In How does MPEG actually work? I described the “MPEG standards work flow” from a proposed an idea to the release of the corresponding standard and its verification. I also highlighted the key roleplayed by MPEG experts as the real makers of MPEG standards.

In this article I would like to introduce the role played by the peculiar MPEG organisation and some of its members in facilitating the work of MPEG experts.

The MPEG membership

MPEG operates in the framework of the International Organization for Standardization (ISO). To be entitled to attend and actively participate in the MPEG work, experts or their companies must be members of one of the 162 national standards organisations who are members of ISO. Respondents to an MPEG Call for Evidence (CfE) or Call for proposals (CfP) are allowed to attend a meeting where their proposal is presented for the first time. To continue attending, however, proponents are required to become formal members (and they have better to do so if they want to defend their proposals).

The MPEG organisation

The figure below depicts the conceptual MPEG organisation as of today. In its 30 years MPEG has created and disbanded several groups created for specific needs. More about the history of the MPEG groups and their chairs can be found here.

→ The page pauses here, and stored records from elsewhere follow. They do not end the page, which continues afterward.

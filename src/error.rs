use thiserror::Error;

use crate::command::Parameter;

/// Errors raised while reading, normalizing or interpolating path definitions
#[derive(Debug, Clone, PartialEq, Error)]
pub enum PathError {
    /// Unknown command letter or stray character in the path data
    #[error("unexpected character '{character}' at position {position}")]
    Grammar { character: char, position: usize },

    /// Number of parameters does not fit the command's segment arity
    #[error("command '{command}' expects {expected} parameters per segment, found {found}")]
    Arity {
        command: char,
        expected: usize,
        found: usize,
    },

    /// Parameter requested from a command kind which does not carry it
    #[error("command '{command}' has no {parameter:?} parameter")]
    MissingParameter { command: char, parameter: Parameter },

    /// Parameter text that is not a decimal number (eg. a lone `-` or `.`)
    #[error("invalid number '{value}' in command '{command}'")]
    InvalidNumber { command: char, value: String },

    /// The path data does not start with a move command
    #[error("path data must start with a move command, found '{command}'")]
    MissingMove { command: char },

    /// The path data contains no command at all
    #[error("path data is empty")]
    Empty,

    /// Two definitions with different point counts were interpolated
    #[error("cannot interpolate definitions of {from} and {to} points")]
    ShapeMismatch { from: usize, to: usize },

    /// Unknown name given for a timing function
    #[error("unknown timing function '{0}'")]
    UnknownTiming(String),

    /// Invalid value in the morph options
    #[error("invalid option: {0}")]
    InvalidOption(String),
}
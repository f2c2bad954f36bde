use crate::{
    definition::Schedule,
    error::PathError,
    normalize::{DEFAULT_PRECISION, MAX_PRECISION},
};

/// Options for scheduling the points of a morph batch
///
/// Delays and durations are in milliseconds.
/// A fixed `delay` or `duration` overrides the random value picked in its range.
#[derive(Debug, Clone, PartialEq)]
#[cfg_attr(feature = "serde", derive(serde::Serialize, serde::Deserialize))]
#[cfg_attr(feature = "serde", serde(default))]
pub struct MorphOptions {
    /// Fixed delay of every point
    delay: Option<f64>,
    /// Fixed duration of every point
    duration: Option<f64>,
    min_delay: f64,
    max_delay: f64,
    min_duration: f64,
    max_duration: f64,
    /// Number of decimals of computed coordinates
    precision: u32,
}

impl Default for MorphOptions {
    fn default() -> Self {
        Self {
            delay: None,
            duration: None,
            min_delay: 0.,
            max_delay: 1000.,
            min_duration: 3000.,
            max_duration: 5000.,
            precision: DEFAULT_PRECISION,
        }
    }
}

impl MorphOptions {
    pub fn delay(&self) -> Option<f64> {
        self.delay
    }

    pub fn duration(&self) -> Option<f64> {
        self.duration
    }

    pub fn min_delay(&self) -> f64 {
        self.min_delay
    }

    pub fn max_delay(&self) -> f64 {
        self.max_delay
    }

    pub fn min_duration(&self) -> f64 {
        self.min_duration
    }

    pub fn max_duration(&self) -> f64 {
        self.max_duration
    }

    pub fn precision(&self) -> u32 {
        self.precision
    }

    pub fn with_delay(mut self, delay: f64) -> Self {
        self.delay = Some(delay);
        self
    }

    pub fn with_duration(mut self, duration: f64) -> Self {
        self.duration = Some(duration);
        self
    }

    pub fn with_delay_range(mut self, min: f64, max: f64) -> Self {
        self.min_delay = min;
        self.max_delay = max;
        self
    }

    pub fn with_duration_range(mut self, min: f64, max: f64) -> Self {
        self.min_duration = min;
        self.max_duration = max;
        self
    }

    pub fn with_precision(mut self, precision: u32) -> Self {
        self.precision = precision;
        self
    }

    /// Timing window of points which carry no schedule
    pub fn default_schedule(&self) -> Schedule {
        Schedule::new(
            self.delay.unwrap_or(self.min_delay),
            self.duration.unwrap_or(self.max_duration),
        )
    }

    /// Check that every value is a non negative number and that ranges are not inverted
    pub fn validate(&self) -> Result<(), PathError> {
        let values = [
            ("delay", self.delay),
            ("duration", self.duration),
            ("min_delay", Some(self.min_delay)),
            ("max_delay", Some(self.max_delay)),
            ("min_duration", Some(self.min_duration)),
            ("max_duration", Some(self.max_duration)),
        ];
        let invalid = values.iter().find_map(|(name, value)| {
            value
                .filter(|v| v.is_nan() || *v < 0.)
                .map(|v| (name, v))
        });
        if let Some((name, value)) = invalid {
            return Err(PathError::InvalidOption(format!(
                "{name} must be a non negative number, got {value}"
            )));
        }

        if self.precision > MAX_PRECISION {
            return Err(PathError::InvalidOption(format!(
                "precision must be at most {MAX_PRECISION} decimals, got {}",
                self.precision
            )));
        }

        if self.min_delay > self.max_delay {
            return Err(PathError::InvalidOption(format!(
                "delay range is inverted: {} > {}",
                self.min_delay, self.max_delay
            )));
        }
        if self.min_duration > self.max_duration {
            return Err(PathError::InvalidOption(format!(
                "duration range is inverted: {} > {}",
                self.min_duration, self.max_duration
            )));
        }
        Ok(())
    }
}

New ideas are typically submitted to the Requirements group. If they are considered worth of further explorations they are typically discussed in ad hoc groups (AHG) after the meeting. As explained in How does MPEG actually work? the AHG will report its findings at the following MPEG meeting. After a few iterations, MPEG will produce a Call for Evidence (CfE) or Call for Proposals (CfP) with due publicity in the Press Release. At that time. the AHG is charged with the task to disseminate the CfE or CfP, prepare for the logistics of the tests and perform a first assessment of the responses.

This does not mean that the Requirements group is no longer involved in this standard because the group typically continues the development of Use Cases and Requirements while the technical work progresses. When necessary, requirements are reviewed with the appropriate technology groups and may give rise to new CfPs whose outcome is fed into the work of the relevant technology groups after an assessment.

Today the task of the Test group is no longer confined to the assessment of the quality of proposals at CfE and CfP time. Designing and executing appropriate quality tests in support to Core Experiments has become the norm especially in the Video group.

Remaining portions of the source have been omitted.